Raquel Welch wore a deer skin bikini in the British film One Million Years B.C. (1966) that made her an instant pin-up girl. Her role wearing the fur bikini raised Welch to the status of a fashion icon and the photo of her in the bikini became a best-selling pinup poster. Welch was featured in the studio's advertising as "wearing mankind's first bikini", and the fur bikini was later described as a definitive look of the 1960s. In 2011, Time listed Welch's B.C. bikini in the "Top Ten Bikinis in Pop Culture".[notes 1]
The 1967 film An Evening in Paris, is mostly remembered today because in it Bollywood actress Sharmila Tagore became the first Indian actress to wear a bikini on film. She also posed in a bikini for the glossy Filmfare magazine.
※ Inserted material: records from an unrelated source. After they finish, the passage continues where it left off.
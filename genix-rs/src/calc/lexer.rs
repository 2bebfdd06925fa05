//! Calculator lexer.
//!
//! Turns source text into an infix token stream.  A `+` or `-` is classified
//! as unary or binary from the token emitted just before it: after nothing,
//! an operator, `(` or a function name it is unary.  Unary `-` becomes the
//! synthesized [`Function::Neg`]; unary `+` is dropped.

use std::f64::consts::PI;

use super::error::{CalcError, Result};
use super::token::{BinaryOp, Function, PostfixOp, Token};

/// Upper bound on the number of tokens in one expression.
pub const MAX_TOKENS: usize = 128;

struct Lexer<'a> {
    src: &'a str,
    bytes: &'a [u8],
    pos: usize,
    tokens: Vec<Token>,
}

impl<'a> Lexer<'a> {
    fn new(src: &'a str) -> Self {
        Lexer {
            src,
            bytes: src.as_bytes(),
            pos: 0,
            tokens: Vec::new(),
        }
    }

    fn peek(&self) -> Option<u8> {
        self.bytes.get(self.pos).copied()
    }

    fn peek_at(&self, offset: usize) -> Option<u8> {
        self.bytes.get(self.pos + offset).copied()
    }

    fn skip_ws(&mut self) {
        while self.peek().is_some_and(|b| b.is_ascii_whitespace()) {
            self.pos += 1;
        }
    }

    fn push(&mut self, tok: Token) -> Result<()> {
        if self.tokens.len() >= MAX_TOKENS {
            return Err(CalcError::Capacity("Expression too long.".into()));
        }
        self.tokens.push(tok);
        Ok(())
    }

    /// Unary context: nothing emitted yet, or the last token cannot end an
    /// operand.
    fn in_unary_context(&self) -> bool {
        matches!(
            self.tokens.last(),
            None | Some(Token::BinaryOp(_) | Token::LParen | Token::Function(_))
        )
    }

    fn skip_digits(&mut self) -> usize {
        let start = self.pos;
        while self.peek().is_some_and(|b| b.is_ascii_digit()) {
            self.pos += 1;
        }
        self.pos - start
    }

    /// Read `digits [. digits] [(e|E) [+|-] digits]`.
    fn read_number(&mut self) -> Result<Token> {
        let start = self.pos;
        let mut digits = self.skip_digits();
        if self.peek() == Some(b'.') {
            self.pos += 1;
            digits += self.skip_digits();
        }
        if digits == 0 {
            return Err(CalcError::lex(
                start,
                format!("Invalid number near position {start}."),
            ));
        }

        // The exponent is only taken when digits actually follow it, so `2e`
        // lexes as `2` followed by the identifier `e`.
        if matches!(self.peek(), Some(b'e' | b'E')) {
            let sign = usize::from(matches!(self.peek_at(1), Some(b'+' | b'-')));
            if self.peek_at(1 + sign).is_some_and(|b| b.is_ascii_digit()) {
                self.pos += 1 + sign;
                self.skip_digits();
            }
        }

        let text = &self.src[start..self.pos];
        let value: f64 = text.parse().map_err(|_| {
            CalcError::lex(start, format!("Invalid number near position {start}."))
        })?;
        if !value.is_finite() {
            return Err(CalcError::lex(
                start,
                format!("Number out of range near position {start}."),
            ));
        }
        Ok(Token::Number(value))
    }

    fn read_ident(&mut self) -> Result<Token> {
        let start = self.pos;
        while self.peek().is_some_and(|b| b.is_ascii_alphabetic()) {
            self.pos += 1;
        }
        let word = self.src[start..self.pos].to_ascii_lowercase();

        if word == "pi" {
            return Ok(Token::Number(PI));
        }
        match Function::from_name(&word) {
            Some(func) => Ok(Token::Function(func)),
            None => Err(CalcError::lex(
                start,
                format!("Unknown token '{word}' near position {start}."),
            )),
        }
    }

    fn invalid_char(&self) -> CalcError {
        let ch = self.src[self.pos..].chars().next().unwrap_or('?');
        CalcError::lex(
            self.pos,
            format!("Invalid character '{ch}' at position {}.", self.pos),
        )
    }

    fn tokenize(mut self) -> Result<Vec<Token>> {
        loop {
            self.skip_ws();
            let Some(ch) = self.peek() else { break };

            match ch {
                b'0'..=b'9' | b'.' => {
                    let tok = self.read_number()?;
                    self.push(tok)?;
                }
                b'a'..=b'z' | b'A'..=b'Z' => {
                    let tok = self.read_ident()?;
                    self.push(tok)?;
                }
                b'+' | b'-' => {
                    let unary = self.in_unary_context();
                    self.pos += 1;
                    match (unary, ch) {
                        (true, b'-') => self.push(Token::Function(Function::Neg))?,
                        (true, _) => {} // unary plus is a no-op
                        (false, b'-') => self.push(Token::BinaryOp(BinaryOp::Sub))?,
                        (false, _) => self.push(Token::BinaryOp(BinaryOp::Add))?,
                    }
                }
                b'*' | b'/' | b'^' => {
                    self.pos += 1;
                    if let Some(op) = BinaryOp::from_byte(ch) {
                        self.push(Token::BinaryOp(op))?;
                    }
                }
                b'!' => {
                    self.pos += 1;
                    self.push(Token::PostfixOp(PostfixOp::Factorial))?;
                }
                b'(' => {
                    self.pos += 1;
                    self.push(Token::LParen)?;
                }
                b')' => {
                    self.pos += 1;
                    self.push(Token::RParen)?;
                }
                _ => return Err(self.invalid_char()),
            }
        }
        Ok(self.tokens)
    }
}

/// Tokenize `src` into an infix stream.
pub fn tokenize(src: &str) -> Result<Vec<Token>> {
    Lexer::new(src).tokenize()
}

// ── Tests ─────────────────────────────────────────────────────────────────────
The costume shocked a conservative Indian audience, but it also set in motion a trend carried forward by Zeenat Aman in Heera Panna (1973) and Qurbani (1980), Dimple Kapadia in Bobby (1973), and Parveen Babi in Yeh Nazdeekiyan (1982).
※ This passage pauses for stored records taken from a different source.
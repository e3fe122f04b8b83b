use std::io;
use std::path::{Path, PathBuf};

use thiserror::Error;

/// A single document that could not be turned into a [`crate::ContentDocument`].
///
/// Parse errors are recorded and the scan moves on; they surface as warnings
/// on the assembled site model rather than aborting the build.
#[derive(Debug, Error)]
pub enum ParseError {
    #[error("unable to read {path}")]
    Read {
        path: PathBuf,
        #[source]
        source: io::Error,
    },

    #[error("{path} does not start with a front-matter block")]
    MissingFrontmatter { path: PathBuf },

    #[error("front-matter block in {path} is never closed")]
    UnterminatedFrontmatter { path: PathBuf },

    #[error("malformed front-matter in {path}")]
    Frontmatter {
        path: PathBuf,
        #[source]
        source: serde_yaml::Error,
    },

    #[error("front-matter key `{key}` in {path} holds a nested mapping, expected a scalar or array")]
    UnsupportedValue { path: PathBuf, key: String },

    #[error("slug `{slug}` for {path} collides with an earlier document")]
    DuplicateSlug { path: PathBuf, slug: String },
}

impl ParseError {
    /// The file the error was recorded for.
    pub fn path(&self) -> &Path {
        match self {
            Self::Read { path, .. }
            | Self::MissingFrontmatter { path }
            | Self::UnterminatedFrontmatter { path }
            | Self::Frontmatter { path, .. }
            | Self::UnsupportedValue { path, .. }
            | Self::DuplicateSlug { path, .. } => path,
        }
    }
}

/// A scan that was aborted as a whole, as opposed to individual document
/// failures. Raised when the cancel token trips or the scan deadline passes.
#[derive(Debug, Error)]
pub enum ScanError {
    #[error("scan of {root} was interrupted with {pending} of {total} files unread")]
    Interrupted {
        root: PathBuf,
        pending: usize,
        total: usize,
    },
}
Réard's company folded in 1988, four years after his death. By 1988 the bikini made up nearly 20% of swimsuit sales, more than any other model in the US, though one-piece suits made a comeback during the 1980s and early 1990s. By the end of the century, the bikini had become the most popular beachwear around the globe. According to French fashion historian Olivier Saillard, this was due to "the power of women, and not the power of fashion". As he explains, "The emancipation of swimwear has always been linked to the emancipation of women", though one survey indicates 85% of all bikinis never touch the water.
In 1997, Miss Maryland Jamie Fox became the first contestant in 50 years to compete in a two-piece swimsuit at the Miss America Pageant. Actresses in action films like Blue Crush (2002) and Charlie's Angels: Full Throttle (2003) made the two-piece "the millennial equivalent of the power suit", according to Gina Bellafonte of The New York Times,
Huludao City, Liaoning, China set the world record for the largest bikini parade in 2012, with 1,085 participants and a photo shoot involving 3,090 women. According to Beth Dincuff Charleston, research associate at the Costume Institute of the Metropolitan Museum of Art, "The bikini represents a social leap involving body consciousness, moral concerns, and sexual attitudes." By the early 2000s, bikinis had become a $811 million business annually, according to the NPD Group, a consumer and retail information company, and had boosted spin-off services like bikini waxing and the sun tanning industries.
The bikini remains a hot topic for the news media. In May 2011, Barcelona, Spain made it illegal to wear bikinis in public except in areas near the beaches. Violators face fines of between 120 and 300 euros. In 2012, two students of St. Theresa's College in Cebu, the Philippines were barred from attending their graduation ceremony for "ample body exposure" because their bikini pictures were posted on Facebook. The students sued the college and won a temporary stay in a regional court.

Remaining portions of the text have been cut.